The broad applications of ultrawide-band signals and terahertz waves in quantum measurements^1,2, imaging and sensing techniques^3,4, advanced biological treatments⁵, and very-high-data-rate communications⁶ have drawn extensive attention to ultrafast electronics. In such applications, high-speed operation of electronic switches is challenging, especially when high-amplitude output signals are required⁷. For instance, although field-effect and bipolar junction devices have good controllability and robust performance, their relatively large output capacitance with respect to their ON-state current substantially limits their switching speed⁸. Here we demonstrate a novel on-chip, all-electronic device based on a nanoscale plasma (nanoplasma) that enables picosecond switching of electric signals with a wide range of power levels. The very high electric field in the small volume of the nanoplasma leads to ultrafast electron transfer, resulting in extremely short time responses. We achieved an ultrafast switching speed, higher than 10 volts per picosecond, which is about two orders of magnitude larger than that of field-effect transistors and more than ten times faster than that of conventional electronic switches. We measured extremely short rise times down to five picoseconds, which were limited by the employed measurement set-up. By integrating these devices with dipole antennas, high-power terahertz signals with a power–frequency trade-off of 600 milliwatts terahertz squared were emitted, much greater than that achieved by the state of the art in compact solid-state electronics. The ease of integration and the compactness of the nanoplasma switches could enable their implementation in several fields, such as imaging, sensing, communications and biomedical applications.

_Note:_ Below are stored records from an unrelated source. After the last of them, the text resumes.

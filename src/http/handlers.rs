use super::state::AppState;
use crate::error::EngineError;
use axum::{
    extract::State,
    http::StatusCode,
    response::{IntoResponse, Json},
};
use serde::{Deserialize, Serialize};
use tracing::{error, info};

// ============================================================================
// Request/Response Types
// ============================================================================

#[derive(Debug, Deserialize)]
pub struct SendTextRequest {
    /// The typed message to forward into the conversation
    pub message: String,
}

#[derive(Debug, Serialize)]
pub struct SessionActionResponse {
    pub status: String,
    pub message: String,
}

#[derive(Debug, Serialize)]
pub struct ErrorResponse {
    pub error: String,
}

fn engine_error_status(err: &EngineError) -> StatusCode {
    match err {
        EngineError::InvalidState { .. } => StatusCode::CONFLICT,
        _ => StatusCode::INTERNAL_SERVER_ERROR,
    }
}

// ============================================================================
// Handlers
// ============================================================================

/// POST /session/start
/// Open the live session: claim devices, connect, start streaming
pub async fn start_session(State(state): State<AppState>) -> impl IntoResponse {
    match state.engine.start().await {
        Ok(()) => {
            info!("session started via HTTP");
            (
                StatusCode::OK,
                Json(SessionActionResponse {
                    status: "connected".to_string(),
                    message: "Session started".to_string(),
                }),
            )
                .into_response()
        }
        Err(e) => {
            error!("Failed to start session: {}", e);
            (
                engine_error_status(&e),
                Json(ErrorResponse {
                    error: format!("Failed to start session: {}", e),
                }),
            )
                .into_response()
        }
    }
}

/// POST /session/stop
/// Tear the session down; a no-op when nothing is running
pub async fn stop_session(State(state): State<AppState>) -> impl IntoResponse {
    state.engine.stop().await;
    (
        StatusCode::OK,
        Json(SessionActionResponse {
            status: "disconnected".to_string(),
            message: "Session stopped".to_string(),
        }),
    )
        .into_response()
}

/// POST /session/toggle
/// Start when idle, stop when running
pub async fn toggle_session(State(state): State<AppState>) -> impl IntoResponse {
    match state.engine.toggle().await {
        Ok(()) => {
            let status = state.engine.status().await;
            (
                StatusCode::OK,
                Json(SessionActionResponse {
                    status: status.name().to_string(),
                    message: "Session toggled".to_string(),
                }),
            )
                .into_response()
        }
        Err(e) => {
            error!("Failed to toggle session: {}", e);
            (
                engine_error_status(&e),
                Json(ErrorResponse {
                    error: format!("Failed to toggle session: {}", e),
                }),
            )
                .into_response()
        }
    }
}

/// POST /session/text
/// Forward a typed message into the live conversation
pub async fn send_text(
    State(state): State<AppState>,
    Json(req): Json<SendTextRequest>,
) -> impl IntoResponse {
    match state.engine.send_text(&req.message).await {
        Ok(()) => (
            StatusCode::OK,
            Json(SessionActionResponse {
                status: "connected".to_string(),
                message: "Message sent".to_string(),
            }),
        )
            .into_response(),
        Err(e) => {
            error!("Failed to send text: {}", e);
            (
                engine_error_status(&e),
                Json(ErrorResponse {
                    error: format!("Failed to send text: {}", e),
                }),
            )
                .into_response()
        }
    }
}

/// GET /session/status
/// Snapshot of the observable engine state
pub async fn session_status(State(state): State<AppState>) -> impl IntoResponse {
    let snapshot = state.engine.snapshot().await;
    (StatusCode::OK, Json(snapshot)).into_response()
}

/// GET /session/transcript
/// Ordered conversation history finalized so far
pub async fn session_transcript(State(state): State<AppState>) -> impl IntoResponse {
    let transcript = state.engine.transcript().await;
    (StatusCode::OK, Json(transcript)).into_response()
}

/// GET /health
/// Health check endpoint
pub async fn health_check() -> impl IntoResponse {
    (StatusCode::OK, "OK")
}
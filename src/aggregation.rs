use std::collections::{BTreeMap, HashMap, HashSet};
use std::fmt;

use chrono::{Datelike, NaiveDate};
use serde::{Serialize, Serializer};
use tracing::debug;

use crate::config::{PeriodGranularity, ViewOptions};
use crate::record::{Flow, TradeRecord};

// ── Output types ────────────────────────────────────────────────────────────

/// Calendar bucket for the time series. `month` is `None` for yearly buckets.
#[derive(Debug, Clone, Copy, PartialEq, Eq, PartialOrd, Ord, Hash)]
pub struct Period {
    pub year: i32,
    pub month: Option<u32>,
}

impl Period {
    pub fn of(date: NaiveDate, granularity: PeriodGranularity) -> Self {
        match granularity {
            PeriodGranularity::Month => Self {
                year: date.year(),
                month: Some(date.month()),
            },
            PeriodGranularity::Year => Self {
                year: date.year(),
                month: None,
            },
        }
    }
}

impl fmt::Display for Period {
    fn fmt(&self, f: &mut fmt::Formatter<'_>) -> fmt::Result {
        match self.month {
            Some(m) => write!(f, "{:04}-{:02}", self.year, m),
            None => write!(f, "{:04}", self.year),
        }
    }
}

impl Serialize for Period {
    fn serialize<S: Serializer>(&self, serializer: S) -> Result<S::Ok, S::Error> {
        serializer.collect_str(self)
    }
}

#[derive(Debug, Clone, PartialEq, Serialize)]
pub struct PeriodPoint {
    pub period: Period,
    pub flow: Flow,
    pub value_usd: f64,
}

/// One entry of a descending ranking.
#[derive(Debug, Clone, PartialEq, Serialize)]
pub struct RankedValue {
    pub key: String,
    pub value_usd: f64,
}

/// Headline numbers shown above the charts.
#[derive(Debug, Clone, Default, PartialEq, Serialize)]
pub struct SummaryMetrics {
    pub record_count: usize,
    pub total_value_usd: f64,
    pub total_weight_kg: f64,
    pub distinct_countries: usize,
    pub distinct_products: usize,
    pub distinct_regions: usize,
    pub distinct_customs_units: usize,
}

/// Everything the dashboard renders for one filter selection.
#[derive(Debug, Clone, Default, PartialEq)]
pub struct AggregatedView {
    pub filtered_records: Vec<TradeRecord>,
    /// Flows absent from the input are omitted, never zero-filled.
    pub totals_by_flow: BTreeMap<Flow, f64>,
    pub series_by_period: Vec<PeriodPoint>,
    pub series_by_country: Vec<RankedValue>,
    pub series_by_product: Vec<RankedValue>,
    pub series_by_region: Vec<RankedValue>,
    pub series_by_product_code: Vec<RankedValue>,
    pub series_by_customs_unit: Vec<RankedValue>,
    /// Keyed by section description, falling back to the section code.
    pub series_by_section_label: Vec<RankedValue>,
    /// Keyed by product description, falling back to the product code.
    pub series_by_product_label: Vec<RankedValue>,
    pub metrics: SummaryMetrics,
}

// ── Aggregation ─────────────────────────────────────────────────────────────

/// Aggregate with monthly periods.
pub fn aggregate(filtered_records: Vec<TradeRecord>) -> AggregatedView {
    aggregate_with(filtered_records, &ViewOptions::default())
}

/// Pure function of the input records and their order. All sums accumulate
/// in input order, so repeated calls are bit-identical.
pub fn aggregate_with(
    filtered_records: Vec<TradeRecord>,
    options: &ViewOptions,
) -> AggregatedView {
    let records = filtered_records.as_slice();

    let mut totals_by_flow: BTreeMap<Flow, f64> = BTreeMap::new();
    for r in records {
        *totals_by_flow.entry(r.flow).or_insert(0.0) += r.value_usd;
    }

    let series_by_period = period_series(records, options.period);
    let series_by_country = rank_by(records, |r| Some(r.country.as_str()));
    let series_by_product = rank_by(records, |r| Some(r.product_section.as_str()));
    let series_by_region = rank_by(records, |r| r.region.as_deref());
    let series_by_product_code = rank_by(records, |r| Some(r.product_code.as_str()));
    let series_by_customs_unit = rank_by(records, |r| r.customs_unit.as_deref());
    let series_by_section_label = rank_by(records, |r| Some(r.section_label()));
    let series_by_product_label = rank_by(records, |r| Some(r.product_label()));
    let metrics = summarize(records);

    debug!(
        records = metrics.record_count,
        periods = series_by_period.len(),
        countries = series_by_country.len(),
        "aggregated trade view"
    );

    AggregatedView {
        filtered_records,
        totals_by_flow,
        series_by_period,
        series_by_country,
        series_by_product,
        series_by_region,
        series_by_product_code,
        series_by_customs_unit,
        series_by_section_label,
        series_by_product_label,
        metrics,
    }
}

/// (period, flow) sums, chronological; flows within a period follow the
/// order in which each flow first appears in `records`.
fn period_series(records: &[TradeRecord], granularity: PeriodGranularity) -> Vec<PeriodPoint> {
    let mut first_seen: Vec<Flow> = Vec::with_capacity(2);
    let mut sums: HashMap<(Period, Flow), f64> = HashMap::new();

    for r in records {
        if !first_seen.contains(&r.flow) {
            first_seen.push(r.flow);
        }
        *sums
            .entry((Period::of(r.date, granularity), r.flow))
            .or_insert(0.0) += r.value_usd;
    }

    let flow_rank = |flow: Flow| first_seen.iter().position(|f| *f == flow);

    let mut points: Vec<PeriodPoint> = sums
        .into_iter()
        .map(|((period, flow), value_usd)| PeriodPoint {
            period,
            flow,
            value_usd,
        })
        .collect();
    points.sort_by(|a, b| {
        a.period
            .cmp(&b.period)
            .then_with(|| flow_rank(a.flow).cmp(&flow_rank(b.flow)))
    });
    points
}

/// Group by `key`, sum value, sort descending with ascending key tie-break.
/// Records for which `key` returns `None` are skipped.
fn rank_by<'a, F>(records: &'a [TradeRecord], key: F) -> Vec<RankedValue>
where
    F: Fn(&'a TradeRecord) -> Option<&'a str>,
{
    let mut sums: HashMap<&'a str, f64> = HashMap::new();
    for r in records {
        if let Some(k) = key(r) {
            *sums.entry(k).or_insert(0.0) += r.value_usd;
        }
    }

    let mut ranked: Vec<RankedValue> = sums
        .into_iter()
        .map(|(k, value_usd)| RankedValue {
            key: k.to_string(),
            value_usd,
        })
        .collect();
    ranked.sort_by(|a, b| {
        b.value_usd
            .total_cmp(&a.value_usd)
            .then_with(|| a.key.cmp(&b.key))
    });
    ranked
}

fn summarize(records: &[TradeRecord]) -> SummaryMetrics {
    let mut countries: HashSet<&str> = HashSet::new();
    let mut products: HashSet<&str> = HashSet::new();
    let mut regions: HashSet<&str> = HashSet::new();
    let mut customs_units: HashSet<&str> = HashSet::new();
    let mut total_value_usd = 0.0;
    let mut total_weight_kg = 0.0;

    for r in records {
        countries.insert(&r.country);
        products.insert(&r.product_code);
        if let Some(region) = &r.region {
            regions.insert(region);
        }
        if let Some(unit) = &r.customs_unit {
            customs_units.insert(unit);
        }
        total_value_usd += r.value_usd;
        total_weight_kg += r.weight_kg.unwrap_or(0.0);
    }

    SummaryMetrics {
        record_count: records.len(),
        total_value_usd,
        total_weight_kg,
        distinct_countries: countries.len(),
        distinct_products: products.len(),
        distinct_regions: regions.len(),
        distinct_customs_units: customs_units.len(),
    }
}

// ── Presentation helpers ────────────────────────────────────────────────────

/// Leading `n` entries of a ranking.
pub fn top_n(ranked: &[RankedValue], n: usize) -> &[RankedValue] {
    &ranked[..n.min(ranked.len())]
}

/// Detail-table order: descending value, stable for equal values.
pub fn rank_by_value(records: &[TradeRecord]) -> Vec<TradeRecord> {
    let mut sorted = records.to_vec();
    sorted.sort_by(|a, b| b.value_usd.total_cmp(&a.value_usd));
    sorted
}

#[cfg(test)]
mod tests {
    use super::*;
    use crate::record::fixtures::record;

    fn ranked(pairs: &[(&str, f64)]) -> Vec<RankedValue> {
        pairs
            .iter()
            .map(|(k, v)| RankedValue {
                key: k.to_string(),
                value_usd: *v,
            })
            .collect()
    }

    #[test]
    fn single_export_record_view() {
        let view = aggregate(vec![record("2023-01-15", Flow::Export, "China", "A", 100.0)]);
        assert_eq!(view.totals_by_flow, BTreeMap::from([(Flow::Export, 100.0)]));
        assert_eq!(view.series_by_country, ranked(&[("China", 100.0)]));
        assert_eq!(view.series_by_product, ranked(&[("A", 100.0)]));
        assert_eq!(view.series_by_period.len(), 1);
        assert_eq!(view.series_by_period[0].period.to_string(), "2023-01");
    }

    #[test]
    fn empty_input_gives_empty_view() {
        let view = aggregate(Vec::new());
        assert_eq!(view, AggregatedView::default());
    }

    #[test]
    fn rankings_break_ties_by_name() {
        let view = aggregate(vec![
            record("2023-01-01", Flow::Export, "Peru", "B", 50.0),
            record("2023-01-02", Flow::Export, "Chile", "A", 50.0),
            record("2023-01-03", Flow::Import, "China", "A", 80.0),
        ]);
        assert_eq!(
            view.series_by_country,
            ranked(&[("China", 80.0), ("Chile", 50.0), ("Peru", 50.0)])
        );
        assert_eq!(view.series_by_product, ranked(&[("A", 130.0), ("B", 50.0)]));
    }

    #[test]
    fn period_ties_follow_first_seen_flow() {
        let view = aggregate(vec![
            record("2023-02-01", Flow::Import, "Chile", "A", 1.0),
            record("2023-01-20", Flow::Export, "Chile", "A", 2.0),
            record("2023-01-05", Flow::Import, "Chile", "A", 3.0),
            record("2023-02-09", Flow::Export, "Chile", "A", 4.0),
        ]);
        let got: Vec<(String, Flow, f64)> = view
            .series_by_period
            .iter()
            .map(|p| (p.period.to_string(), p.flow, p.value_usd))
            .collect();
        assert_eq!(
            got,
            vec![
                ("2023-01".to_string(), Flow::Import, 3.0),
                ("2023-01".to_string(), Flow::Export, 2.0),
                ("2023-02".to_string(), Flow::Import, 1.0),
                ("2023-02".to_string(), Flow::Export, 4.0),
            ]
        );
    }

    #[test]
    fn yearly_granularity_buckets_by_year() {
        let options = ViewOptions {
            period: PeriodGranularity::Year,
        };
        let view = aggregate_with(
            vec![
                record("2022-03-01", Flow::Export, "Chile", "A", 1.0),
                record("2022-11-01", Flow::Export, "Chile", "A", 2.0),
                record("2023-01-01", Flow::Export, "Chile", "A", 4.0),
            ],
            &options,
        );
        let got: Vec<(String, f64)> = view
            .series_by_period
            .iter()
            .map(|p| (p.period.to_string(), p.value_usd))
            .collect();
        assert_eq!(got, vec![("2022".to_string(), 3.0), ("2023".to_string(), 4.0)]);
    }

    #[test]
    fn metrics_count_distinct_dimensions() {
        let mut a = record("2023-01-01", Flow::Export, "Chile", "A", 10.0);
        a.region = Some("SP".into());
        a.customs_unit = Some("Porto de Santos".into());
        a.weight_kg = Some(2.5);
        let mut b = record("2023-01-02", Flow::Import, "Chile", "B", 5.0);
        b.region = Some("SP".into());
        b.customs_unit = Some("Aeroporto de Viracopos".into());
        let c = record("2023-01-03", Flow::Import, "Peru", "B", 1.0);

        let view = aggregate(vec![a, b, c]);
        assert_eq!(view.metrics.record_count, 3);
        assert_eq!(view.metrics.total_value_usd, 16.0);
        assert_eq!(view.metrics.total_weight_kg, 2.5);
        assert_eq!(view.metrics.distinct_countries, 2);
        assert_eq!(view.metrics.distinct_products, 2);
        assert_eq!(view.metrics.distinct_regions, 1);
        assert_eq!(view.metrics.distinct_customs_units, 2);
        assert_eq!(view.series_by_region, ranked(&[("SP", 15.0)]));
        assert_eq!(
            view.series_by_customs_unit,
            ranked(&[("Porto de Santos", 10.0), ("Aeroporto de Viracopos", 5.0)])
        );
    }

    #[test]
    fn label_rankings_group_by_description() {
        let mut a = record("2023-01-01", Flow::Export, "Chile", "II", 10.0);
        a.section_description = Some("Vegetable products".into());
        a.product_description = Some("Soya beans".into());
        let mut b = record("2023-01-02", Flow::Export, "Chile", "II", 4.0);
        b.section_description = Some("Vegetable products".into());
        b.product_code = "100590".into();
        b.product_description = Some("Maize".into());
        let c = record("2023-01-03", Flow::Export, "Peru", "V", 20.0);

        let view = aggregate(vec![a, b, c]);
        assert_eq!(
            view.series_by_section_label,
            ranked(&[("V", 20.0), ("Vegetable products", 14.0)])
        );
        assert_eq!(
            view.series_by_product_label,
            ranked(&[("V-000", 20.0), ("Soya beans", 10.0), ("Maize", 4.0)])
        );
    }

    #[test]
    fn top_n_truncates_without_panicking() {
        let r = ranked(&[("a", 3.0), ("b", 2.0)]);
        assert_eq!(top_n(&r, 1).len(), 1);
        assert_eq!(top_n(&r, 10).len(), 2);
    }

    #[test]
    fn rank_by_value_is_descending_and_stable() {
        let rs = vec![
            record("2023-01-01", Flow::Export, "Chile", "A", 5.0),
            record("2023-01-02", Flow::Export, "Peru", "A", 9.0),
            record("2023-01-03", Flow::Export, "China", "A", 5.0),
        ];
        let sorted = rank_by_value(&rs);
        let countries: Vec<&str> = sorted.iter().map(|r| r.country.as_str()).collect();
        assert_eq!(countries, vec!["Peru", "Chile", "China"]);
    }
}
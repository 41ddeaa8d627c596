//! Filter-and-aggregate core for a foreign-trade dashboard.
//!
//! The dataset is loaded once (`loader`), then every user interaction runs
//! `filter::apply_filters` followed by `aggregation::aggregate`, and
//! optionally `export::export_filtered`. With the `python` feature the same
//! operations are exposed to a Python front end as the `_core` module.

pub mod aggregation;
pub mod chart;
pub mod config;
pub mod error;
pub mod export;
pub mod filter;
pub mod loader;
pub mod logging;
pub mod record;
pub mod schema;
pub mod view;

#[cfg(feature = "python")]
mod python;

pub use aggregation::{
    aggregate, aggregate_with, AggregatedView, Period, PeriodPoint, RankedValue, SummaryMetrics,
};
pub use config::{
    parse_dashboard_args, DateColumn, InvalidRowPolicy, LoadOptions, PeriodGranularity,
    ViewOptions,
};
pub use error::TradeViewError;
pub use export::export_filtered;
pub use filter::{apply_filters, DateRange, FilterCriteria, FilterOptions};
pub use loader::{load_path, parse_csv_bytes, LoadReport, RejectedRow};
pub use record::{Flow, TradeDataset, TradeRecord};
pub use view::TradeDataView;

超宽带信号和太赫兹波在量子测量^1,2、成像和传感技术^3,4、先进的生物治疗⁵和超高数据速率通信⁶中的广泛应用引起了对超快电子学的广泛关注。在此类应用中，电子开关的高速操作具有挑战性，尤其是在需要高振幅输出信号时⁷。例如，虽然场效应和双极结器件具有良好的可控性和稳健的性能，但它们相对于其导通状态电流的相对较大的输出电容大大限制了它们的开关速度⁸. 在这里，我们展示了一种基于纳米级等离子体（nanoplasma）的新型片上全电子设备，该设备能够实现具有广泛功率水平的电信号的皮秒切换。小体积纳米等离子体中的非常高的电场导致超快的电子转移，从而导致极短的时间响应。我们实现了超快的开关速度，高于 10 伏/皮秒，这比场效应晶体管大两个数量级，比传统电子开关快十倍以上。我们测量了极短的上升时间，低至 5 皮秒，这受到所采用的测量设置的限制。通过将这些设备与偶极天线集成，发射了功率频率折衷为 600 毫瓦太赫兹平方的高功率太赫兹信号，远高于紧凑型固态电子设备中现有技术所能达到的信号。纳米等离子体开关的易于集成和紧凑性使其能够在多个领域实现，例如成像、传感、通信和生物医学应用。